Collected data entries
>>>>
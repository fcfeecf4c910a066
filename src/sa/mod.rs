//! Simulated Annealing (SA) over circular seatings.
//!
//! A single-solution trajectory metaheuristic: each run swaps pairs of
//! seats under a geometric cooling schedule, accepting worsening swaps
//! with a probability that shrinks as the temperature drops. Runs are
//! highly sensitive to the swap sequence, so [`MultiRunner`] restarts
//! from the same arrangement many times and keeps the best.
//!
//! # References
//!
//! - Kirkpatrick, Gelatt & Vecchi (1983), "Optimization by Simulated Annealing"
//! - Metropolis et al. (1953), "Equation of State Calculations by Fast Computing Machines"

mod config;
mod multi;
mod objective;
mod runner;
mod types;

pub use config::{AnnealConfig, MultiRunConfig};
pub use multi::{trial_seed, MultiRunResult, MultiRunner};
pub use objective::{swap_delta, total_familiarity};
pub use runner::{AnnealOutcome, AnnealRunner};
pub use types::{Acceptance, Direction, Seating};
<<<<
■ Problem details ■
Write out, word for word, the lines from the one containing "- Kirkpatrick, Gelatt" through the end of the records, with no other lines.

■ Output below ■
//! - Kirkpatrick, Gelatt & Vecchi (1983), "Optimization by Simulated Annealing"
//! - Metropolis et al. (1953), "Equation of State Calculations by Fast Computing Machines"

mod config;
mod multi;
mod objective;
mod runner;
mod types;

pub use config::{AnnealConfig, MultiRunConfig};
pub use multi::{trial_seed, MultiRunResult, MultiRunner};
pub use objective::{swap_delta, total_familiarity};
pub use runner::{AnnealOutcome, AnnealRunner};
pub use types::{Acceptance, Direction, Seating};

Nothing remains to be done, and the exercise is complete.